=== Directions ===
Your answer must be a single number: how many lines in the records include the word "match".

=== Provided material ===
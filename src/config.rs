// LOADTEST_USERS: usize // concurrent virtual users, defaults to 25
//
// LOADTEST_RUN_TIME: usize // run duration in seconds, defaults to 30

use std::env;
use std::num::ParseIntError;
use thiserror::Error;

#[derive(PartialEq, Debug)]
pub struct Configuration {
    pub users: usize,
    pub run_time: usize,
}

#[derive(Error, Debug)]
pub enum ConfigurationError {
    #[error("expected an integer in {var}: {source}")]
    InvalidInteger {
        var: &'static str,
        source: ParseIntError,
    },
}

impl Configuration {
    pub const DEFAULT_USERS: usize = 25;
    pub const DEFAULT_RUN_TIME_SECS: usize = 30;

    pub fn from_env() -> Result<Self, ConfigurationError> {
        Ok(Self {
            users: env_usize("LOADTEST_USERS", Self::DEFAULT_USERS)?,
            run_time: env_usize("LOADTEST_RUN_TIME", Self::DEFAULT_RUN_TIME_SECS)?,
        })
    }
}

fn env_usize(var: &'static str, default: usize) -> Result<usize, ConfigurationError> {
    match env::var(var) {
        Ok(value) => value
            .parse()
            .map_err(|source| ConfigurationError::InvalidInteger { var, source }),
        Err(_) => Ok(default),
    }
}

#[cfg(test)]
mod tests {
    use crate::config::{Configuration, ConfigurationError};
    use serial_test::serial;
    use std::env;

    struct VarEnvCleaner {
        vars: Vec<String>,
    }

    impl VarEnvCleaner {
        pub fn new() -> Self {
            Self { vars: Vec::new() }
        }

        pub fn set_var(&mut self, k: &str, v: &str) {
            self.vars.insert(0, k.to_string());
            env::set_var(k, v);
        }
    }

    impl Drop for VarEnvCleaner {
        fn drop(&mut self) {
            for var in &self.vars {
                env::remove_var(var);
            }
        }
    }

    #[test]
    #[serial]
    fn test_config_defaults() {
        let config = Configuration::from_env().unwrap();
        assert_eq!(config.users, 25);
        assert_eq!(config.run_time, 30);
    }

    #[test]
    #[serial]
    fn test_config_from_env() {
        let mut vars = VarEnvCleaner::new();
        vars.set_var("LOADTEST_USERS", "50");
        vars.set_var("LOADTEST_RUN_TIME", "120");

        let config = Configuration::from_env().unwrap();
        assert_eq!(config.users, 50);
        assert_eq!(config.run_time, 120);
    }

    #[test]
    #[serial]
    fn test_config_rejects_non_numeric_values() {
        let mut vars = VarEnvCleaner::new();
        vars.set_var("LOADTEST_USERS", "many");

        match Configuration::from_env() {
            Err(ConfigurationError::InvalidInteger { var, .. }) => {
                assert_eq!(var, "LOADTEST_USERS");
            }
            Ok(_) => panic!("Should have rejected a non-numeric user count!"),
        }
    }
}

=== Answer space ===
2